● **Instructions to follow**:
Output the data in full and exactly as presented.

● **Records to use**:
use async_trait::async_trait;
use sea_orm::{
    ActiveModelTrait, ColumnTrait, DatabaseConnection, EntityTrait, IntoActiveModel, NotSet,
    QueryFilter, QueryOrder, Set,
};
use tracing::debug;

use super::{CrudRepository, ReadRepository};
use crate::{
    entities::film,
    error::{AppError, AppResult},
    models::{Film, contains_ignore_case, search_term},
};

#[derive(Clone)]
pub struct FilmRepository {
    db: DatabaseConnection,
}

impl FilmRepository {
    pub fn new(db: DatabaseConnection) -> Self {
        Self { db }
    }

    /// Films matching every given criterion: exact year in SQL, then case-insensitive
    /// substring on title and genre in memory, where `%` and `_` are plain characters.
    pub async fn get_all_by_title_genre_or_year(
        &self,
        title: Option<&str>,
        genre: Option<&str>,
        year: Option<i32>,
    ) -> AppResult<Vec<Film>> {
        let mut query = film::Entity::find();
        if let Some(year) = year {
            query = query.filter(film::Column::Year.eq(year));
        }
        let rows = query.order_by_asc(film::Column::Id).all(&self.db).await?;

        let title = search_term(title);
        let genre = search_term(genre);
        let films: Vec<Film> = rows
            .into_iter()
            .filter(|f| title.is_none_or(|t| contains_ignore_case(&f.title, t)))
            .filter(|f| genre.is_none_or(|g| contains_ignore_case(&f.genre, g)))
            .map(to_film)
            .collect();

        debug!(title = ?title, genre = ?genre, year = ?year, films = films.len(), "filtered films");
        Ok(films)
    }
}

#[async_trait]
impl ReadRepository for FilmRepository {
    type Entity = Film;
    type Id = i32;

    async fn get_all(&self) -> AppResult<Vec<Film>> {
        let rows = film::Entity::find().order_by_asc(film::Column::Id).all(&self.db).await?;
        Ok(rows.into_iter().map(to_film).collect())
    }

    async fn get_by_id(&self, id: &i32) -> AppResult<Option<Film>> {
        Ok(film::Entity::find_by_id(*id).one(&self.db).await?.map(to_film))
    }
}

#[async_trait]
impl CrudRepository for FilmRepository {
    type Record = Film;

    async fn insert(&self, record: Film) -> AppResult<i32> {
        let model = film::ActiveModel {
            id: NotSet,
            title: Set(record.title),
            year: Set(record.year),
            genre: Set(record.genre),
        };
        let res = film::Entity::insert(model).exec(&self.db).await?;
        debug!(id = res.last_insert_id, "inserted film");
        Ok(res.last_insert_id)
    }

    async fn update(&self, record: Film) -> AppResult<()> {
        let existing = film::Entity::find_by_id(record.id)
            .one(&self.db)
            .await?
            .ok_or_else(|| AppError::not_found(format!("film {}", record.id)))?;

        let mut model = existing.into_active_model();
        model.title = Set(record.title);
        model.year = Set(record.year);
        model.genre = Set(record.genre);
        model.update(&self.db).await?;

        debug!(id = record.id, "updated film");
        Ok(())
    }

    async fn delete(&self, id: &i32) -> AppResult<()> {
        let res = film::Entity::delete_by_id(*id).exec(&self.db).await?;
        if res.rows_affected == 0 {
            return Err(AppError::not_found(format!("film {id}")));
        }
        debug!(id = *id, "deleted film");
        Ok(())
    }
}

pub(super) fn to_film(row: film::Model) -> Film {
    Film { id: row.id, title: row.title, year: row.year, genre: row.genre }
}
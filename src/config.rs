use std::net::SocketAddr;

use anyhow::Context;

#[derive(Clone, Debug)]
pub struct Config {
    pub addr: SocketAddr,
    pub database_url: String,
    pub db_max_connections: u32,
}

impl Config {
    pub fn from_env() -> anyhow::Result<Self> {
        dotenvy::dotenv().ok();

        let host = std::env::var("HOST").unwrap_or_else(|_| "0.0.0.0".to_string());
        let port: u16 =
            std::env::var("PORT").unwrap_or_else(|_| "3000".to_string()).parse().context("PORT")?;

        let database_url = std::env::var("DATABASE_URL")
            .unwrap_or_else(|_| "sqlite://cineboard.db?mode=rwc".to_string());

        let db_max_connections: u32 = std::env::var("DB_MAX_CONNECTIONS")
            .unwrap_or_else(|_| "5".to_string())
            .parse()
            .context("DB_MAX_CONNECTIONS")?;

        Ok(Self {
            addr: format!("{host}:{port}").parse().context("HOST/PORT")?,
            database_url,
            db_max_connections: db_max_connections.max(1),
        })
    }
}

● **Task output**:
use async_trait::async_trait;
use sea_orm::{
    ActiveModelTrait, ColumnTrait, DatabaseConnection, EntityTrait, IntoActiveModel, NotSet,
    QueryFilter, QueryOrder, Set,
};
use tracing::debug;

use super::{CrudRepository, ReadRepository};
use crate::{
    entities::film,
    error::{AppError, AppResult},
    models::{Film, contains_ignore_case, search_term},
};

#[derive(Clone)]
pub struct FilmRepository {
    db: DatabaseConnection,
}

impl FilmRepository {
    pub fn new(db: DatabaseConnection) -> Self {
        Self { db }
    }

    /// Films matching every given criterion: exact year in SQL, then case-insensitive
    /// substring on title and genre in memory, where `%` and `_` are plain characters.
    pub async fn get_all_by_title_genre_or_year(
        &self,
        title: Option<&str>,
        genre: Option<&str>,
        year: Option<i32>,
    ) -> AppResult<Vec<Film>> {
        let mut query = film::Entity::find();
        if let Some(year) = year {
            query = query.filter(film::Column::Year.eq(year));
        }
        let rows = query.order_by_asc(film::Column::Id).all(&self.db).await?;

        let title = search_term(title);
        let genre = search_term(genre);
        let films: Vec<Film> = rows
            .into_iter()
            .filter(|f| title.is_none_or(|t| contains_ignore_case(&f.title, t)))
            .filter(|f| genre.is_none_or(|g| contains_ignore_case(&f.genre, g)))
            .map(to_film)
            .collect();

        debug!(title = ?title, genre = ?genre, year = ?year, films = films.len(), "filtered films");
        Ok(films)
    }
}

#[async_trait]
impl ReadRepository for FilmRepository {
    type Entity = Film;
    type Id = i32;

    async fn get_all(&self) -> AppResult<Vec<Film>> {
        let rows = film::Entity::find().order_by_asc(film::Column::Id).all(&self.db).await?;
        Ok(rows.into_iter().map(to_film).collect())
    }

    async fn get_by_id(&self, id: &i32) -> AppResult<Option<Film>> {
        Ok(film::Entity::find_by_id(*id).one(&self.db).await?.map(to_film))
    }
}

#[async_trait]
impl CrudRepository for FilmRepository {
    type Record = Film;

    async fn insert(&self, record: Film) -> AppResult<i32> {
        let model = film::ActiveModel {
            id: NotSet,
            title: Set(record.title),
            year: Set(record.year),
            genre: Set(record.genre),
        };
        let res = film::Entity::insert(model).exec(&self.db).await?;
        debug!(id = res.last_insert_id, "inserted film");
        Ok(res.last_insert_id)
    }

    async fn update(&self, record: Film) -> AppResult<()> {
        let existing = film::Entity::find_by_id(record.id)
            .one(&self.db)
            .await?
            .ok_or_else(|| AppError::not_found(format!("film {}", record.id)))?;

        let mut model = existing.into_active_model();
        model.title = Set(record.title);
        model.year = Set(record.year);
        model.genre = Set(record.genre);
        model.update(&self.db).await?;

        debug!(id = record.id, "updated film");
        Ok(())
    }

    async fn delete(&self, id: &i32) -> AppResult<()> {
        let res = film::Entity::delete_by_id(*id).exec(&self.db).await?;
        if res.rows_affected == 0 {
            return Err(AppError::not_found(format!("film {id}")));
        }
        debug!(id = *id, "deleted film");
        Ok(())
    }
}

pub(super) fn to_film(row: film::Model) -> Film {
    Film { id: row.id, title: row.title, year: row.year, genre: row.genre }
}
filename src/config.rs
use std::net::SocketAddr;

use anyhow::Context;

#[derive(Clone, Debug)]
pub struct Config {
    pub addr: SocketAddr,
    pub database_url: String,
    pub db_max_connections: u32,
}

impl Config {
    pub fn from_env() -> anyhow::Result<Self> {
        dotenvy::dotenv().ok();

        let host = std::env::var("HOST").unwrap_or_else(|_| "0.0.0.0".to_string());
        let port: u16 =
            std::env::var("PORT").unwrap_or_else(|_| "3000".to_string()).parse().context("PORT")?;

        let database_url = std::env::var("DATABASE_URL")
            .unwrap_or_else(|_| "sqlite://cineboard.db?mode=rwc".to_string());

        let db_max_connections: u32 = std::env::var("DB_MAX_CONNECTIONS")
            .unwrap_or_else(|_| "5".to_string())
            .parse()
            .context("DB_MAX_CONNECTIONS")?;

        Ok(Self {
            addr: format!("{host}:{port}").parse().context("HOST/PORT")?,
            database_url,
            db_max_connections: db_max_connections.max(1),
        })
    }
}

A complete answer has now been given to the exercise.